### Work task
Could you filter the records below and return each line that holds "must"?

### Source information
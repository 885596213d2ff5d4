// Copyright 2026 Phillip Cloud
// Licensed under the Apache License, Version 2.0

pub mod action;
pub mod forms;
pub mod ids;
pub mod model;
pub mod request;
pub mod session;
pub mod table;

pub use action::*;
pub use forms::*;
pub use ids::*;
pub use model::*;
pub use request::*;
pub use session::*;
pub use table::*;
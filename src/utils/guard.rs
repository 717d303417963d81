//! Diagnostic tracking of explicit buffer release.

use tracing::warn;

/// Tracks whether a handle still owes an explicit release for its native
/// buffer reference.
///
/// The guard is armed whenever a handle becomes bound and disarmed when the
/// reference is released. A handle dropped while the guard is still armed
/// is a programming error on the caller's side; the guard surfaces it as a
/// warning-level diagnostic rather than a hard failure, since at that point
/// the resource can only be reclaimed by the drop path anyway.
#[derive(Debug, Default)]
pub(crate) struct ReleaseGuard {
    armed: bool,
}

impl ReleaseGuard {
    /// Note that the handle now holds a reference requiring release.
    pub(crate) fn arm(&mut self) {
        self.armed = true;
    }

    /// Note that the reference was released.
    pub(crate) fn disarm(&mut self) {
        self.armed = false;
    }

    /// Emit the leak diagnostic if the guard is still armed.
    pub(crate) fn warn_if_armed(&self, name: &str) {
        if self.armed {
            warn!(
                name = %name,
                "surface handle dropped while still bound to a buffer; release() was never called"
            );
        }
    }
}
//! Contract between surface handles and the native compositor connection.
//!
//! A [`SurfaceHandle`](crate::surface::SurfaceHandle) never talks to the
//! compositor directly; everything goes through the narrow
//! [`CompositorClient`] interface defined here. Buffer queues, the pixel
//! pipeline and the cross-process container format all live behind this
//! boundary.
//!
//! Resources are referenced by [`NativeToken`]s, opaque values whose
//! internal encoding is entirely defined by the connection that issued
//! them. The handle's invariants hold regardless of what a token actually
//! encodes; the only value with crate-level meaning is
//! [`NativeToken::NULL`], the "no resource" sentinel.

use crate::error::SurfaceError;
use crate::utils::Rect;
use crate::wire::{ByteReader, ByteWriter};

/// Opaque token referencing a compositor-side buffer object.
///
/// A token is only meaningful to the [`CompositorClient`] that issued it.
#[derive(Debug, Clone, Copy, PartialEq, Eq, Hash)]
pub struct NativeToken(u64);

impl NativeToken {
    /// The "no resource" sentinel.
    pub const NULL: NativeToken = NativeToken(0);

    /// Wraps a raw token value.
    #[inline]
    pub fn from_raw(raw: u64) -> NativeToken {
        NativeToken(raw)
    }

    /// The raw token value.
    #[inline]
    pub fn into_raw(self) -> u64 {
        self.0
    }

    /// Returns true if this is the "no resource" sentinel.
    #[inline]
    pub fn is_null(self) -> bool {
        self.0 == 0
    }
}

/// Endpoint of a texture producer.
///
/// Frames drawn to a surface created from such an endpoint are queued to
/// the producer's consumer, which can attach them to a texture.
#[derive(Debug, Clone, Copy, PartialEq, Eq, Hash)]
pub struct ProducerEndpoint {
    /// Raw id of the endpoint, as assigned by the producer side.
    pub id: u64,
}

/// Source a native surface can be created from.
#[derive(Debug, Clone, Copy)]
pub enum SurfaceDescriptor {
    /// Attach to a texture producer endpoint.
    TextureProducer(ProducerEndpoint),
    /// Reference the buffer currently owned by an owner-side control
    /// handle, without taking over its ownership.
    Control(NativeToken),
}

/// Owner-side handle to a compositor buffer.
///
/// This is the representation held by the managing authority (typically
/// window management), distinct from the drawing-side
/// [`SurfaceHandle`](crate::surface::SurfaceHandle). It is consumed by
/// [`SurfaceHandle::copy_from`](crate::surface::SurfaceHandle::copy_from)
/// when a buffer is handed from the authority to a drawing client.
#[derive(Debug)]
pub struct ControlHandle {
    raw: NativeToken,
}

impl ControlHandle {
    /// Wraps the raw token of an owner-side buffer reference.
    pub fn from_raw(raw: NativeToken) -> ControlHandle {
        ControlHandle { raw }
    }

    /// The raw token this control handle refers to.
    pub fn raw(&self) -> NativeToken {
        self.raw
    }
}

/// Connection to the native compositor.
///
/// One method per operation a [`SurfaceHandle`](crate::surface::SurfaceHandle)
/// needs; implementations are expected to be cheap to call and to fail
/// immediately rather than block. All methods take `&self`, a connection is
/// shared between every handle created on it.
pub trait CompositorClient: Send + Sync {
    /// Create a native surface from the given descriptor.
    ///
    /// Fails with [`SurfaceError::ResourceExhausted`] if the compositor
    /// cannot allocate.
    fn create(&self, descriptor: &SurfaceDescriptor) -> Result<NativeToken, SurfaceError>;

    /// Destroy the surface referenced by `token`.
    fn destroy(&self, token: NativeToken);

    /// Returns whether `token` still references a live surface.
    fn is_valid(&self, token: NativeToken) -> bool;

    /// Returns whether the consumer of the surface is running behind its
    /// producer by more than one buffer.
    fn is_consumer_behind(&self, token: NativeToken) -> bool;

    /// Lock the surface's buffer for drawing.
    ///
    /// `dirty` is the region the caller intends to redraw; `None` requests
    /// the whole surface. The returned region is what the caller must
    /// actually redraw and may be larger than requested, for example after
    /// a resize or when the previous contents are unavailable.
    fn lock(&self, token: NativeToken, dirty: Option<Rect>) -> Result<Rect, SurfaceError>;

    /// Submit the locked buffer for composition and unlock it.
    fn unlock_and_post(&self, token: NativeToken);

    /// Materialize a native surface from its serialized descriptor.
    ///
    /// `slot` is the token currently bound into the destination handle; the
    /// transport takes care of releasing the resource it references when it
    /// is replaced. Fails with [`SurfaceError::Decode`] on a malformed
    /// stream.
    fn read(&self, slot: NativeToken, source: &mut ByteReader<'_>)
        -> Result<NativeToken, SurfaceError>;

    /// Append the serialized descriptor of `token` to `dest`.
    fn write(&self, token: NativeToken, dest: &mut ByteWriter);
}
//! Byte stream helpers for cross-process surface hand-off.
//!
//! The container a serialized handle travels in is owned by the process
//! boundary transport; this module only provides the length-prefixed
//! little-endian primitives both sides agree on: UTF-8 strings, opaque
//! byte blocks and `u64` scalars. There is no version field, the reader
//! must consume exactly the fields the writer produced, in order.

use crate::error::SurfaceError;

/// Growable byte sink a surface handle is serialized into.
#[derive(Debug, Default)]
pub struct ByteWriter {
    buf: Vec<u8>,
}

impl ByteWriter {
    /// Create an empty writer.
    pub fn new() -> ByteWriter {
        ByteWriter::default()
    }

    /// Append a length-prefixed UTF-8 string.
    pub fn write_string(&mut self, value: &str) {
        self.write_bytes(value.as_bytes());
    }

    /// Append a length-prefixed opaque byte block.
    pub fn write_bytes(&mut self, value: &[u8]) {
        self.buf.extend_from_slice(&(value.len() as u32).to_le_bytes());
        self.buf.extend_from_slice(value);
    }

    /// Append a `u64` scalar.
    pub fn write_u64(&mut self, value: u64) {
        self.buf.extend_from_slice(&value.to_le_bytes());
    }

    /// The bytes written so far.
    pub fn as_slice(&self) -> &[u8] {
        &self.buf
    }

    /// Consume the writer, returning the accumulated bytes.
    pub fn into_vec(self) -> Vec<u8> {
        self.buf
    }
}

/// Cursor over the serialized form of a surface handle.
#[derive(Debug)]
pub struct ByteReader<'a> {
    buf: &'a [u8],
    pos: usize,
}

impl<'a> ByteReader<'a> {
    /// Wrap a byte slice for reading.
    pub fn new(buf: &'a [u8]) -> ByteReader<'a> {
        ByteReader { buf, pos: 0 }
    }

    fn take(&mut self, len: usize) -> Result<&'a [u8], SurfaceError> {
        let end = self
            .pos
            .checked_add(len)
            .ok_or(SurfaceError::Decode("length overflows the stream"))?;
        if end > self.buf.len() {
            return Err(SurfaceError::Decode("stream is truncated"));
        }
        let chunk = &self.buf[self.pos..end];
        self.pos = end;
        Ok(chunk)
    }

    fn read_u32(&mut self) -> Result<u32, SurfaceError> {
        // take() returned exactly 4 bytes
        Ok(u32::from_le_bytes(self.take(4)?.try_into().unwrap()))
    }

    /// Read a length-prefixed UTF-8 string.
    pub fn read_string(&mut self) -> Result<String, SurfaceError> {
        let bytes = self.read_bytes()?;
        std::str::from_utf8(bytes)
            .map(str::to_owned)
            .map_err(|_| SurfaceError::Decode("string is not valid UTF-8"))
    }

    /// Read a length-prefixed opaque byte block.
    pub fn read_bytes(&mut self) -> Result<&'a [u8], SurfaceError> {
        let len = self.read_u32()? as usize;
        self.take(len)
    }

    /// Read a `u64` scalar.
    pub fn read_u64(&mut self) -> Result<u64, SurfaceError> {
        // take() returned exactly 8 bytes
        Ok(u64::from_le_bytes(self.take(8)?.try_into().unwrap()))
    }

    /// Number of bytes not yet consumed.
    pub fn remaining(&self) -> usize {
        self.buf.len() - self.pos
    }
}

#[cfg(test)]
mod tests {
    use super::*;

    #[test]
    fn string_roundtrip() {
        let mut writer = ByteWriter::new();
        writer.write_string("surface 🪟");
        writer.write_string("");
        let bytes = writer.into_vec();

        let mut reader = ByteReader::new(&bytes);
        assert_eq!(reader.read_string().unwrap(), "surface 🪟");
        assert_eq!(reader.read_string().unwrap(), "");
        assert_eq!(reader.remaining(), 0);
    }

    #[test]
    fn scalar_and_block_roundtrip() {
        let mut writer = ByteWriter::new();
        writer.write_u64(0xdead_beef_cafe);
        writer.write_bytes(&[1, 2, 3]);
        let bytes = writer.into_vec();

        let mut reader = ByteReader::new(&bytes);
        assert_eq!(reader.read_u64().unwrap(), 0xdead_beef_cafe);
        assert_eq!(reader.read_bytes().unwrap(), &[1, 2, 3]);
    }

    #[test]
    fn truncated_stream() {
        let mut writer = ByteWriter::new();
        writer.write_string("truncate me");
        let bytes = writer.into_vec();

        let mut reader = ByteReader::new(&bytes[..bytes.len() - 1]);
        assert!(matches!(
            reader.read_string(),
            Err(SurfaceError::Decode(_))
        ));

        let mut reader = ByteReader::new(&[0xff; 3]);
        assert!(matches!(reader.read_u64(), Err(SurfaceError::Decode(_))));
    }

    #[test]
    fn invalid_utf8() {
        let mut writer = ByteWriter::new();
        writer.write_bytes(&[0xff, 0xfe]);
        let bytes = writer.into_vec();

        let mut reader = ByteReader::new(&bytes);
        assert!(matches!(
            reader.read_string(),
            Err(SurfaceError::Decode(_))
        ));
    }
}
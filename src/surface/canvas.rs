//! The reusable drawing context bound to a surface while it is locked.

use std::sync::Mutex;

use cgmath::{Matrix3, SquareMatrix};

use crate::utils::Rect;

/// Drawing context granting frame-exclusive access to a surface's pixels.
///
/// A context is obtained from
/// [`SurfaceHandle::lock_drawing_context`](super::SurfaceHandle::lock_drawing_context)
/// and must be handed back to
/// [`SurfaceHandle::unlock_and_post`](super::SurfaceHandle::unlock_and_post)
/// on the same handle once drawing is finished. Each handle owns exactly one
/// context instance, which is re-bound on every lock rather than
/// reallocated; a context from another handle is rejected at unlock time.
///
/// When the owning handle is in compatibility-scaling mode, transform
/// stores through [`set_transform`](DrawingContext::set_transform) are
/// conditionally rewritten; see the method docs.
#[derive(Debug)]
pub struct DrawingContext {
    state: Mutex<State>,
}

#[derive(Debug)]
struct State {
    dirty: Rect,
    transform: Matrix3<f32>,
    compat_scale: Option<Matrix3<f32>>,
    // Last transform handed out by `transform()`. A caller storing this
    // exact value back is restoring, not setting, and must not be rescaled.
    saved: Option<Matrix3<f32>>,
}

impl DrawingContext {
    pub(crate) fn new() -> DrawingContext {
        DrawingContext {
            state: Mutex::new(State {
                dirty: Rect::default(),
                transform: Matrix3::identity(),
                compat_scale: None,
                saved: None,
            }),
        }
    }

    /// Region the caller must redraw entirely for the current frame.
    ///
    /// This is the possibly expanded version of the region requested at
    /// lock time; redrawing less than this leaves stale pixels on screen.
    pub fn dirty_region(&self) -> Rect {
        self.state.lock().unwrap().dirty
    }

    /// Set the transform applied to subsequent drawing commands.
    ///
    /// In compatibility-scaling mode the stored transform is the caller's
    /// transform pre-multiplied by the scale matrix, unless the value is
    /// the exact transform previously obtained from
    /// [`transform`](DrawingContext::transform). That exception keeps the
    /// common save-modify-restore pattern working: a restored transform
    /// was already scaled when it was first set. There are applications
    /// this model does not cover, but it holds for the usual ones.
    pub fn set_transform(&self, transform: Matrix3<f32>) {
        let mut state = self.state.lock().unwrap();
        state.transform = match (state.compat_scale, state.saved) {
            (Some(scale), Some(saved)) if saved != transform => scale * transform,
            _ => transform,
        };
    }

    /// The transform currently applied to drawing commands.
    ///
    /// The returned value is remembered, so storing it back through
    /// [`set_transform`](DrawingContext::set_transform) restores it
    /// without rescaling.
    pub fn transform(&self) -> Matrix3<f32> {
        let mut state = self.state.lock().unwrap();
        state.saved = Some(state.transform);
        state.transform
    }

    /// Bind the context to a freshly locked buffer.
    pub(crate) fn rebind(&self, dirty: Rect, compat_scale: Option<Matrix3<f32>>) {
        let mut state = self.state.lock().unwrap();
        state.dirty = dirty;
        state.transform = Matrix3::identity();
        state.compat_scale = compat_scale;
    }
}
use std::fmt;
use std::str::FromStr;

use serde::{Deserialize, Serialize};
use thiserror::Error;

#[derive(Debug, Clone, Copy, PartialEq, Eq, Serialize, Deserialize)]
#[serde(rename_all = "lowercase")]
pub enum Role {
    Customer,
    Admin,
}

#[derive(Debug, Error)]
#[error("Unknown role: {0}")]
pub struct ParseRoleError(pub String);

impl Role {
    pub fn as_str(&self) -> &'static str {
        match self {
            Role::Customer => "customer",
            Role::Admin => "admin",
        }
    }
}

impl fmt::Display for Role {
    fn fmt(&self, f: &mut fmt::Formatter<'_>) -> fmt::Result {
        f.write_str(self.as_str())
    }
}

impl FromStr for Role {
    type Err = ParseRoleError;

    fn from_str(s: &str) -> Result<Self, Self::Err> {
        match s {
            "customer" => Ok(Role::Customer),
            "admin" => Ok(Role::Admin),
            other => Err(ParseRoleError(other.to_string())),
        }
    }
}

/// A user to be persisted. The password is already hashed by the caller;
/// hashing is never a side effect of storage.
#[derive(Debug, Clone)]
pub struct NewUserRecord {
    pub username: String,
    pub email: String,
    pub password_hash: String,
    pub first_name: Option<String>,
    pub last_name: Option<String>,
    pub phone: Option<String>,
}
use diesel::prelude::*;
use diesel::result::DatabaseErrorKind;
use uuid::Uuid;

use crate::db::DbPool;
use crate::domain::errors::DomainError;
use crate::domain::ports::UserRepository;
use crate::domain::user::{NewUserRecord, Role};
use crate::models::user::{NewUser, User};
use crate::schema::users;

pub struct DieselUserRepository {
    pool: DbPool,
}

impl DieselUserRepository {
    pub fn new(pool: DbPool) -> Self {
        Self { pool }
    }
}

impl UserRepository for DieselUserRepository {
    fn create(&self, new_user: NewUserRecord) -> Result<User, DomainError> {
        let mut conn = self.pool.get()?;

        let row = NewUser {
            id: Uuid::new_v4(),
            username: new_user.username,
            email: new_user.email,
            password_hash: new_user.password_hash,
            role: Role::Customer.as_str().to_string(),
            first_name: new_user.first_name,
            last_name: new_user.last_name,
            phone: new_user.phone,
        };

        diesel::insert_into(users::table)
            .values(&row)
            .returning(User::as_returning())
            .get_result(&mut conn)
            .map_err(|e| match e {
                // Backstop for the race between the taken-check and the insert.
                diesel::result::Error::DatabaseError(DatabaseErrorKind::UniqueViolation, _) => {
                    DomainError::Validation("Username or email already in use".to_string())
                }
                other => other.into(),
            })
    }

    fn find_by_id(&self, id: Uuid) -> Result<Option<User>, DomainError> {
        let mut conn = self.pool.get()?;

        Ok(users::table
            .find(id)
            .select(User::as_select())
            .first(&mut conn)
            .optional()?)
    }

    fn find_by_email(&self, email: &str) -> Result<Option<User>, DomainError> {
        let mut conn = self.pool.get()?;

        Ok(users::table
            .filter(users::email.eq(email))
            .select(User::as_select())
            .first(&mut conn)
            .optional()?)
    }

    fn identity_taken(&self, username: &str, email: &str) -> Result<bool, DomainError> {
        let mut conn = self.pool.get()?;

        let count: i64 = users::table
            .filter(users::username.eq(username).or(users::email.eq(email)))
            .count()
            .get_result(&mut conn)?;
        Ok(count > 0)
    }
}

### Written reply
    /// the whole surface. The returned region is what the caller must
//! must consume exactly the fields the writer produced, in order.
/// and must be handed back to
    // exact value back is restoring, not setting, and must not be rescaled.
    /// Region the caller must redraw entirely for the current frame.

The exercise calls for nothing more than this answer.